▶ [WHAT IS BEING ASKED] Copy each line in the data that includes the word "types".

[DATA SHOWN]

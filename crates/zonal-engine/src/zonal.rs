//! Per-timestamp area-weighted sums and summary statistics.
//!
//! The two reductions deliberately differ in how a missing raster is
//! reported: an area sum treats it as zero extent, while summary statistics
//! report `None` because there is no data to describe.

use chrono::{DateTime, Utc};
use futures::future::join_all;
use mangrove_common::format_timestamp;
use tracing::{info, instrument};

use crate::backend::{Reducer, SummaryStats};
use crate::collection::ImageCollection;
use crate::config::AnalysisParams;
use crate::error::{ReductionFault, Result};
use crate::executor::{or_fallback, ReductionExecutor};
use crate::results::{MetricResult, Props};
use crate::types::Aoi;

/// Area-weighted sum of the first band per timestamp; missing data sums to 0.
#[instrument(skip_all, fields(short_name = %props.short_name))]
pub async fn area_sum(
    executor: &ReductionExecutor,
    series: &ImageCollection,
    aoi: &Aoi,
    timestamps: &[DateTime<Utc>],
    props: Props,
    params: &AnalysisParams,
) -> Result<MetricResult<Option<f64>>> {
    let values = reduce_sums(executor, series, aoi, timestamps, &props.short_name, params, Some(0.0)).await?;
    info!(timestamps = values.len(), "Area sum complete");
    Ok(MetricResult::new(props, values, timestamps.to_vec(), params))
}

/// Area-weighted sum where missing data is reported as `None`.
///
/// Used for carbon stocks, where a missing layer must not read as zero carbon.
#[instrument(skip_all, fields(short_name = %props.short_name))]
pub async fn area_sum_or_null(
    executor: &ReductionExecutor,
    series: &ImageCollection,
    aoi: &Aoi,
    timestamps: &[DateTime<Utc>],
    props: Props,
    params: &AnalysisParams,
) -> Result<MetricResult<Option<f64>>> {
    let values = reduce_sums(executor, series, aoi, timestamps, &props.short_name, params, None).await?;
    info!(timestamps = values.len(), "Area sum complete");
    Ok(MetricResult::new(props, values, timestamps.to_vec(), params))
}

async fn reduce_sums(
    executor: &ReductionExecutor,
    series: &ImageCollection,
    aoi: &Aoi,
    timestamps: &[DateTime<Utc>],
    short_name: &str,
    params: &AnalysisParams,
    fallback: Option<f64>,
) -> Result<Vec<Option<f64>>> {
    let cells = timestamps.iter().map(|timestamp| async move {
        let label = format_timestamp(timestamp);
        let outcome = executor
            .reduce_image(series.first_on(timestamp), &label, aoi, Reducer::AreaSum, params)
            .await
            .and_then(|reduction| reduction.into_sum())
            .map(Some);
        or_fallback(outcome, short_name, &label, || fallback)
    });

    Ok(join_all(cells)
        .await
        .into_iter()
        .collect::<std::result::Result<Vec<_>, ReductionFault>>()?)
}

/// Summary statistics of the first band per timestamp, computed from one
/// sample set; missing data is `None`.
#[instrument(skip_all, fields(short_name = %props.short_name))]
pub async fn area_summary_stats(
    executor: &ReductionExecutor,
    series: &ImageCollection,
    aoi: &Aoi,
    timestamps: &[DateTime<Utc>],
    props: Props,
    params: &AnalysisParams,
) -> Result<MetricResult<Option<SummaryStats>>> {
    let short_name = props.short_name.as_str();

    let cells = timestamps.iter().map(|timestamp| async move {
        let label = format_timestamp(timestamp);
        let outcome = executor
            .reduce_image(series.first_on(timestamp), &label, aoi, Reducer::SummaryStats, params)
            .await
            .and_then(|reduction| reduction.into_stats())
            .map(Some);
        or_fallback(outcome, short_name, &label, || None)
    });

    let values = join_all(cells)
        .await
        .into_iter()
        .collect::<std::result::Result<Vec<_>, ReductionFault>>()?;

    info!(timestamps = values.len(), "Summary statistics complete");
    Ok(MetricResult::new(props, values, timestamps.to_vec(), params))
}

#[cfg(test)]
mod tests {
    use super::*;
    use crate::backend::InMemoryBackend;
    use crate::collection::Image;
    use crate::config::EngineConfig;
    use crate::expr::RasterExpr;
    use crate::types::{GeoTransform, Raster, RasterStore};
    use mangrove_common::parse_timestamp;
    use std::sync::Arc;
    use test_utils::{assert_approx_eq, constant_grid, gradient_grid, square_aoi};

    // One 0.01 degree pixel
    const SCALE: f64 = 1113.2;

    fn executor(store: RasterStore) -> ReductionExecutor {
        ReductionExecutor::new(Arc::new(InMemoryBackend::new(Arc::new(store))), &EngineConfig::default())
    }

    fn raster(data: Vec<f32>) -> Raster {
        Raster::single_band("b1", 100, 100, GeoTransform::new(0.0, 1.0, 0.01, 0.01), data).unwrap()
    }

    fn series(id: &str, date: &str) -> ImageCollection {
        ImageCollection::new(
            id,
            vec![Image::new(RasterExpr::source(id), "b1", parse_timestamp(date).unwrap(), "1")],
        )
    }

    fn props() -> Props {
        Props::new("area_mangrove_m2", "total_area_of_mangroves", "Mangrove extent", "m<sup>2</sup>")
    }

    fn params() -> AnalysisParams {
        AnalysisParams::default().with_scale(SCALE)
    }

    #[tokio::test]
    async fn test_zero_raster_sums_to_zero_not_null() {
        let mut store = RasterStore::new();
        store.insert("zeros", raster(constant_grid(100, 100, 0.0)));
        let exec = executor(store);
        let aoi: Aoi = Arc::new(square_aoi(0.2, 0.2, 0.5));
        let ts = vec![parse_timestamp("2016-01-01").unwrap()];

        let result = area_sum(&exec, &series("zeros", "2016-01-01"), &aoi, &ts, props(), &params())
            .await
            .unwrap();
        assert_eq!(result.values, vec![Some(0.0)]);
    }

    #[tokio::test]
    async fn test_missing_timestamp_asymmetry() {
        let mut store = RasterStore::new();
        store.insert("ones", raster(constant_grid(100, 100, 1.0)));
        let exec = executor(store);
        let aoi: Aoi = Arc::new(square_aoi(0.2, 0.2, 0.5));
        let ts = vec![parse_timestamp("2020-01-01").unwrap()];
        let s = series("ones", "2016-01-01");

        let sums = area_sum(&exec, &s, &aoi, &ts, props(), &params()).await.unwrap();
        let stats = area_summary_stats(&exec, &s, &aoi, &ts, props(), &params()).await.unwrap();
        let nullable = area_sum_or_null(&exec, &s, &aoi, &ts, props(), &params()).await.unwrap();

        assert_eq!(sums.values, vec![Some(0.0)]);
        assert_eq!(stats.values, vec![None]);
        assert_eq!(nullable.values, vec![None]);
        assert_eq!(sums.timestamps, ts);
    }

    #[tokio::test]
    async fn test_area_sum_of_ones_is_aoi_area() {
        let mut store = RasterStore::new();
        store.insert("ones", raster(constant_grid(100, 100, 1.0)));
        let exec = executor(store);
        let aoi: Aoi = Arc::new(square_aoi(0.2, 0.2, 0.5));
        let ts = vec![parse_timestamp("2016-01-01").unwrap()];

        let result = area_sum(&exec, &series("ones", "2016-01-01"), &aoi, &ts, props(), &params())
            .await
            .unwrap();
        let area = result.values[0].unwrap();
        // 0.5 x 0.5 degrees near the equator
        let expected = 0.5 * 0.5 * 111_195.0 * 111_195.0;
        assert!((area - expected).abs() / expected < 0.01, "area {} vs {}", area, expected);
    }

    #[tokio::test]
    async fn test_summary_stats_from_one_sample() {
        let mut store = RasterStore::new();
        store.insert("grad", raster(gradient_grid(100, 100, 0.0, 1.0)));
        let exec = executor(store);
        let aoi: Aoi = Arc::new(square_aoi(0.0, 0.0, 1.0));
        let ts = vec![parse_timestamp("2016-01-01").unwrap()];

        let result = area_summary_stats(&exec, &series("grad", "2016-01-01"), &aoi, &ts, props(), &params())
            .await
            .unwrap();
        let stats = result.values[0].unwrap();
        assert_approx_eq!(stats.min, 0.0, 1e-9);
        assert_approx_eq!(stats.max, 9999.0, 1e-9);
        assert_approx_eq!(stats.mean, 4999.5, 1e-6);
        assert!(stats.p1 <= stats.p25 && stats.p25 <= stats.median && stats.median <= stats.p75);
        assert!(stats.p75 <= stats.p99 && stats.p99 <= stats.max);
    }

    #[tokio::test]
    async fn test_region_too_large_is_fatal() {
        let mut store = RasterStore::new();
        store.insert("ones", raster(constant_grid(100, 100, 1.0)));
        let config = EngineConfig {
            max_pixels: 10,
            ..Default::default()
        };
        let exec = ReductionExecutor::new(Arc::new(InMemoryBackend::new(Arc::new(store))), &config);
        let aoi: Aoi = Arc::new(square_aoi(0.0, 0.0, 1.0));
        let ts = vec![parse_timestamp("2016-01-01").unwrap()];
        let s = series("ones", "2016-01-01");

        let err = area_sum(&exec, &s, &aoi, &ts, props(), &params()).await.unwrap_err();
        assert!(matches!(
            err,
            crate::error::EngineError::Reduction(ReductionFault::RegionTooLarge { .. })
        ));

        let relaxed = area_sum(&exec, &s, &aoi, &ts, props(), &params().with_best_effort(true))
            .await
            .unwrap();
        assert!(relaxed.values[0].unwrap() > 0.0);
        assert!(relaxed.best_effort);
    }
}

[/DATA SHOWN]

▶ [SOLUTION]
use crate::types::Aoi;
    use crate::types::{GeoTransform, Raster, RasterStore};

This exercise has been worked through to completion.